WHAT YOU HAVE TO DO -> Go through the entries below and copy each line containing the word "actions".

Top of TASK MATERIAL

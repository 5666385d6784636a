//! Meili CLI - Command-line interface for a Meilisearch instance

use anyhow::{Context, Result};
use chrono::{Duration as ChronoDuration, Utc};
use clap::{Parser, Subcommand};
use colored::{ColoredString, Colorize};
use meili_sdk::{
    cancel_channel, CancelSignal, Client, ClientConfig, KeysQuery, SearchRequest, SearchRules, Task, TaskStatus,
    TasksQuery, TenantTokenOptions, WaitConfig, WaitParams,
};
use std::path::PathBuf;
use std::time::Duration;
use tabled::{Table, Tabled};
use tracing::{info, warn};
use tracing_subscriber::{fmt, layer::SubscriberExt, util::SubscriberInitExt, EnvFilter};

#[derive(Parser)]
#[command(name = "meili")]
#[command(about = "Meilisearch CLI", long_about = None)]
#[command(version)]
struct Cli {
    #[command(subcommand)]
    command: Commands,

    /// Config file (default: platform config dir, meili/config.toml)
    #[arg(long, global = true)]
    config: Option<PathBuf>,

    /// Server URL, overrides MEILI_HOST and the config file
    #[arg(long, global = true)]
    host: Option<String>,

    /// API key or tenant token, overrides MEILI_API_KEY and the config file
    #[arg(long, global = true)]
    api_key: Option<String>,
}

#[derive(Subcommand)]
enum Commands {
    /// Check server availability
    Health,

    /// Show server version
    Version,

    /// Show database and index statistics
    Stats,

    /// Inspect and wait for tasks
    Task {
        #[command(subcommand)]
        command: TaskCommands,
    },

    /// Sign a tenant token locally
    Token {
        /// Uid of the API key the token is derived from
        api_key_uid: String,

        /// Search rules as JSON, e.g. '{"books": {"filter": "user_id = 1"}}'
        #[arg(short, long, default_value = r#"{"*": {}}"#)]
        rules: String,

        /// Token lifetime in seconds (no expiry if unset)
        #[arg(long)]
        expires_in_secs: Option<i64>,

        /// Signing secret (default: the configured API key)
        #[arg(long, env = "MEILI_TOKEN_SECRET")]
        secret: Option<String>,
    },

    /// Search an index
    Search {
        /// Index uid
        index: String,

        /// Query string (placeholder search if omitted)
        query: Option<String>,

        #[arg(short, long, default_value = "20")]
        limit: i64,

        /// Filter expression, e.g. "year > 2000"
        #[arg(short, long)]
        filter: Option<String>,
    },

    /// Manage API keys
    Keys {
        #[command(subcommand)]
        command: KeyCommands,
    },

    /// Trigger a database dump
    Dump {
        /// Wait for the dump task to finish
        #[arg(long)]
        wait: bool,
    },
}

#[derive(Subcommand)]
enum TaskCommands {
    /// Show one task
    Get { uid: i64 },

    /// List recent tasks
    List {
        #[arg(short, long, default_value = "20")]
        limit: i64,

        /// Start listing from this task uid (see "More:")
        #[arg(long)]
        from: Option<i64>,

        /// Only tasks of this index
        #[arg(short, long)]
        index: Option<String>,
    },

    /// Wait until a task is succeeded, failed or canceled (Ctrl-C to stop)
    Wait {
        uid: i64,

        #[arg(long)]
        interval_ms: Option<u64>,

        /// Give up after this long (default: the configured wait timeout)
        #[arg(long)]
        timeout_ms: Option<u64>,
    },
}

#[derive(Subcommand)]
enum KeyCommands {
    /// List API keys
    List {
        #[arg(short, long, default_value = "20")]
        limit: i64,
    },
}

#[derive(Tabled)]
struct TaskRow {
    uid: i64,
    index: String,
    #[tabled(rename = "type")]
    task_type: String,
    status: String,
    enqueued_at: String,
    duration: String,
}

impl From<&Task> for TaskRow {
    fn from(task: &Task) -> Self {
        Self {
            uid: task.uid,
            index: task.index_uid.clone().unwrap_or_else(|| "-".to_string()),
            task_type: task.task_type.to_string(),
            status: task.status.to_string(),
            enqueued_at: task.enqueued_at.to_rfc3339(),
            duration: task.duration.clone().unwrap_or_else(|| "-".to_string()),
        }
    }
}

#[derive(Tabled)]
struct KeyRow {
    uid: String,
    name: String,
    actions: String,
    indexes: String,
    expires_at: String,
}

#[derive(Tabled)]
struct IndexStatsRow {
    index: String,
    documents: i64,
    indexing: bool,
}

fn init_tracing() {
    // Format: MEILI_LOG_FORMAT=json|pretty (default: pretty), always on stderr
    let log_format = std::env::var("MEILI_LOG_FORMAT").unwrap_or_else(|_| "pretty".to_string());

    let env_filter =
        EnvFilter::try_from_default_env().unwrap_or_else(|_| EnvFilter::new("meili=info"));

    match log_format.as_str() {
        "json" => {
            tracing_subscriber::registry()
                .with(env_filter)
                .with(fmt::layer().json().with_writer(std::io::stderr))
                .init();
        }
        _ => {
            tracing_subscriber::registry()
                .with(env_filter)
                .with(fmt::layer().pretty().with_writer(std::io::stderr))
                .init();
        }
    }
}

fn load_config(cli: &Cli) -> Result<ClientConfig> {
    let mut config = match &cli.config {
        Some(path) => ClientConfig::load_from(Some(path.as_path())),
        None => ClientConfig::load(),
    }
    .context("Failed to load configuration")?;

    if let Some(host) = &cli.host {
        config.host = host.clone();
    }
    if let Some(api_key) = &cli.api_key {
        config.api_key = Some(api_key.clone());
    }
    Ok(config)
}

fn colored_status(status: TaskStatus) -> ColoredString {
    match status {
        TaskStatus::Succeeded => status.as_str().green(),
        TaskStatus::Failed => status.as_str().red(),
        TaskStatus::Canceled => status.as_str().yellow(),
        TaskStatus::Enqueued | TaskStatus::Processing => status.as_str().cyan(),
    }
}

fn print_task(task: &Task) {
    println!("{}", Table::new(vec![TaskRow::from(task)]));
    if let Some(error) = &task.error {
        println!();
        println!("  {} {} ({})", "Error:".bold(), error.message, error.code);
        if !error.link.is_empty() {
            println!("  {} {}", "Docs:".bold(), error.link);
        }
    }
}

/// Ctrl-C cancels the wait; the deadline still defaults to the configured one
fn wait_params(
    wait: &WaitConfig,
    interval_ms: Option<u64>,
    timeout_ms: Option<u64>,
    signal: CancelSignal,
) -> WaitParams {
    let mut params = WaitParams::new()
        .with_cancel(signal)
        .with_timeout(Duration::from_millis(timeout_ms.unwrap_or(wait.timeout_ms)));
    if let Some(ms) = interval_ms {
        params = params.with_interval(Duration::from_millis(ms));
    }
    params
}

async fn wait_task(
    client: &Client,
    uid: i64,
    interval_ms: Option<u64>,
    timeout_ms: Option<u64>,
) -> Result<()> {
    let (handle, signal) = cancel_channel();
    tokio::spawn(async move {
        if tokio::signal::ctrl_c().await.is_ok() {
            warn!("Ctrl-C received, cancelling wait");
            handle.cancel();
        }
    });

    let params = wait_params(&client.config().wait, interval_ms, timeout_ms, signal);

    println!("{}", format!("Waiting for task {uid}...").cyan());
    let task = client
        .wait_for_task(uid, params)
        .await
        .with_context(|| format!("Failed to wait for task {uid}"))?;

    println!(
        "{} task {} {}",
        "✓".green().bold(),
        uid,
        colored_status(task.status)
    );
    println!();
    print_task(&task);
    Ok(())
}

#[tokio::main]
async fn main() -> Result<()> {
    let cli = Cli::parse();
    init_tracing();

    let config = load_config(&cli)?;
    info!(host = %config.host, "Using Meilisearch instance");
    let client = Client::new(config).context("Failed to create client")?;

    match cli.command {
        Commands::Health => {
            if client.is_healthy().await {
                println!("  {} {}", "Status:".bold(), "AVAILABLE".green());
            } else {
                println!("  {} {}", "Status:".bold(), "UNAVAILABLE".red());
                std::process::exit(1);
            }
        }

        Commands::Version => {
            let version = client.version().await.context("Failed to fetch version")?;
            println!("  {} {}", "Version:".bold(), version.pkg_version);
            println!("  {} {}", "Commit:".bold(), version.commit_sha);
            println!("  {} {}", "Date:".bold(), version.commit_date);
        }

        Commands::Stats => {
            let stats = client.stats().await.context("Failed to fetch stats")?;
            println!("{}", "Instance Stats".cyan().bold());
            println!();
            let db_mb = stats.database_size as f64 / (1024.0 * 1024.0);
            println!("  {} {:.2} MB", "DB Size:".bold(), db_mb);
            if let Some(last_update) = stats.last_update {
                println!("  {} {}", "Last Update:".bold(), last_update.to_rfc3339());
            }
            println!();

            let rows: Vec<IndexStatsRow> = stats
                .indexes
                .iter()
                .map(|(uid, index)| IndexStatsRow {
                    index: uid.clone(),
                    documents: index.number_of_documents,
                    indexing: index.is_indexing,
                })
                .collect();
            println!("{}", Table::new(rows));
        }

        Commands::Task { command } => match command {
            TaskCommands::Get { uid } => {
                let task = client
                    .get_task(uid)
                    .await
                    .with_context(|| format!("Failed to fetch task {uid}"))?;
                print_task(&task);
            }
            TaskCommands::List { limit, from, index } => {
                let mut query = TasksQuery::new().with_limit(limit);
                if let Some(from) = from {
                    query = query.with_from(from);
                }
                if let Some(index) = index {
                    query = query.with_index_uids([index]);
                }
                let page = client
                    .get_tasks(&query)
                    .await
                    .context("Failed to list tasks")?;
                let rows: Vec<TaskRow> = page.results.iter().map(TaskRow::from).collect();
                println!("{}", Table::new(rows));
                if let Some(next) = page.next {
                    println!("  {} --from {}", "More:".bold(), next);
                }
            }
            TaskCommands::Wait {
                uid,
                interval_ms,
                timeout_ms,
            } => wait_task(&client, uid, interval_ms, timeout_ms).await?,
        },

        Commands::Token {
            api_key_uid,
            rules,
            expires_in_secs,
            secret,
        } => {
            let rules: SearchRules =
                serde_json::from_str(&rules).context("Invalid search rules JSON")?;
            let options = TenantTokenOptions {
                api_key: secret,
                expires_at: expires_in_secs
                    .map(|secs| Utc::now() + ChronoDuration::seconds(secs)),
            };
            let token = client
                .generate_tenant_token(&api_key_uid, Some(&rules), &options)
                .context("Failed to generate tenant token")?;
            println!("{token}");
        }

        Commands::Search {
            index,
            query,
            limit,
            filter,
        } => {
            let mut request = match query {
                Some(q) => SearchRequest::new(q),
                None => SearchRequest::placeholder(),
            }
            .with_limit(limit);
            if let Some(filter) = filter {
                request = request.with_filter(filter);
            }

            let results = client
                .index(index.as_str())
                .search(&request)
                .await
                .with_context(|| format!("Failed to search index {index}"))?;

            println!(
                "{} {} hits (~{}) in {} ms",
                "✓".green().bold(),
                results.hits.len(),
                results.estimated_total_hits,
                results.processing_time_ms
            );
            println!("{}", serde_json::to_string_pretty(&results.hits)?);
        }

        Commands::Keys { command } => match command {
            KeyCommands::List { limit } => {
                let keys = client
                    .get_keys(&KeysQuery {
                        limit: Some(limit),
                        offset: None,
                    })
                    .await
                    .context("Failed to list keys")?;
                let rows: Vec<KeyRow> = keys
                    .results
                    .iter()
                    .map(|key| KeyRow {
                        uid: key.uid.clone(),
                        name: key.name.clone().unwrap_or_else(|| "-".to_string()),
                        actions: key.actions.join(","),
                        indexes: key.indexes.join(","),
                        expires_at: key
                            .expires_at
                            .map(|t| t.to_rfc3339())
                            .unwrap_or_else(|| "never".to_string()),
                    })
                    .collect();
                println!("{}", Table::new(rows));
                println!("  {} {}", "Total:".bold(), keys.total);
            }
        },

        Commands::Dump { wait } => {
            let info = client.create_dump().await.context("Failed to create dump")?;
            println!(
                "{}",
                format!("✓ Dump task {} enqueued", info.task_uid).green().bold()
            );
            if wait {
                wait_task(&client, info.task_uid, None, None).await?;
            }
        }
    }

    Ok(())
}

#[cfg(test)]
mod tests {
    use super::*;

    fn wait_config() -> WaitConfig {
        WaitConfig {
            interval_ms: 50,
            timeout_ms: 5000,
        }
    }

    #[test]
    fn test_wait_defaults_to_configured_timeout() {
        let (_handle, signal) = cancel_channel();

        let params = wait_params(&wait_config(), None, None, signal);

        assert_eq!(params.timeout, Some(Duration::from_millis(5000)));
        assert_eq!(params.interval, None);
        assert!(params.cancel.is_some());
    }

    #[test]
    fn test_wait_flags_override_config() {
        let (_handle, signal) = cancel_channel();

        let params = wait_params(&wait_config(), Some(200), Some(60_000), signal);

        assert_eq!(params.timeout, Some(Duration::from_millis(60_000)));
        assert_eq!(params.interval, Some(Duration::from_millis(200)));
    }
}
// Application Layer - Use Cases on top of the ports

pub mod api;
pub mod task_poller;
pub mod tasks;
pub mod tenant_token;

// Re-exports
pub use task_poller::{cancel_channel, CancelHandle, CancelSignal, TaskPoller, WaitParams};
pub use tasks::TaskApi;
pub use tenant_token::{
    decode_tenant_token, TenantTokenClaims, TenantTokenGenerator, TenantTokenOptions,
};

Bottom of TASK MATERIAL

OUTPUT OF THE EXERCISE ->
    actions: String,
                        actions: key.actions.join(","),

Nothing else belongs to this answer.